Character mode reverses every code point, so 'hello' becomes 'olleh'. Word mode keeps each word intact and reverses their order on each line, useful for 'last name, first name' style flips. Line mode reverses whole lines, handy for inverting a chronological list. Each-word mode flips the letters inside every word but leaves the words in the original order — great for wordplay and obfuscation. Upside-down mode swaps each letter for its Unicode upside-down twin, perfect for quirky bios and captions. Mirror mode replaces each letter with its left-right flipped lookalike while keeping reading order, so 'HELLO' reads as a reflection. Zalgo mode stacks combining diacritics above and below each character for a glitched, corrupted look that's popular for horror-aesthetic posts. Live word, character, and line counts sit below both panels so you can verify the reversal is lossless, and you can upload a .txt file to skip pasting long documents.
How to use
- Paste or type your text into the input area and choose a reversal mode — characters, words, or lines.

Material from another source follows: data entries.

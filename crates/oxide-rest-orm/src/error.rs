//! Error types for the ORM.

use thiserror::Error;

/// ORM-specific errors.
#[derive(Debug, Error)]
pub enum OrmError {
    /// Database error from sqlx.
    #[error("database error: {0}")]
    Database(#[from] sqlx::Error),

    /// Failure reported by a driver that does not use sqlx.
    #[error("driver error: {0}")]
    Driver(String),

    /// The role has no access to any field of the model.
    #[error("forbidden: {0}")]
    Forbidden(String),

    /// A write payload carries no fields.
    #[error("empty payload")]
    EmptyPayload,

    /// A write payload names a field that cannot be written, or carries a
    /// value the field rejects.
    #[error("invalid field: {0}")]
    InvalidField(String),
}

/// Result type alias for ORM operations.
pub type Result<T> = std::result::Result<T, OrmError>;
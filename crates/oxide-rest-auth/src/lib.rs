//! # oxide-rest-auth
//!
//! Role-based access grants for REST models.
//!
//! This crate provides:
//! - `Role`, a numeric role identifier carried by every request
//! - `AccessLevel` and `Permission`, granting a role READ and/or WRITE access
//! - `User`, the authenticated caller (or the anonymous default)
//!
//! ## Permissions
//!
//! ```rust
//! use oxide_rest_auth::{AccessLevel, Permission, Role, User};
//!
//! const ADMIN: Role = Role(1);
//!
//! let grant = Permission::read_only(ADMIN);
//! assert!(grant.allows(AccessLevel::Read));
//! assert!(!grant.allows(AccessLevel::Write));
//!
//! let visitor = User::anonymous();
//! assert_eq!(visitor.role(), Role::DEFAULT);
//! ```

mod permissions;
mod user;

pub use permissions::{AccessLevel, Permission, Role};
pub use user::User;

- Click Reverse to see the result. Switch modes to try characters, words, or lines.
- Copy the reversed text to your clipboard or download it as a .txt file.
When to use
- Creating mirror or upside-down text for a creative graphic or social post.
- Flipping a chronological log (newest first) by reversing line order.
- Checking palindromes, anagrams, or kids' coding challenges where backwards text is part of the puzzle.
Result
Paste 'Hello World' and select character mode to get 'dlroW olleH', or select word mode to get 'World Hello'.
FAQ
- Does character mode work correctly with emojis or accented letters?
- Mostly yes. The tool splits text by code point, so accented Latin letters and most emojis stay intact. A few compound emojis (skin-tone variants, family glyphs) may split because they're built from joiner sequences.
- What's the difference between word mode and line mode?
- Word mode reverses the order of words within each line but keeps each word readable: 'I love coffee' becomes 'coffee love I'. Line mode keeps every line as written and only flips the line order top-to-bottom.
- Will it work on right-to-left scripts like Arabic or Hebrew?
- It reverses the underlying character sequence, which for Arabic or Hebrew is not the same as the visual order. Use it for testing or puzzles, but the visual result may look correct already and the 'reversed' output may not.
- Can I reverse just a paragraph and leave the rest untouched?
- Paste only that paragraph, reverse it, and stitch the result back into your original text. The tool always reverses the entire input — there's no per-section toggle.
- Why do reversed sentences sometimes look like nonsense?
- Character-by-character reversal disregards word boundaries, so punctuation moves to the start and letters cluster oddly. If you want readable backwards-order text, use word mode instead.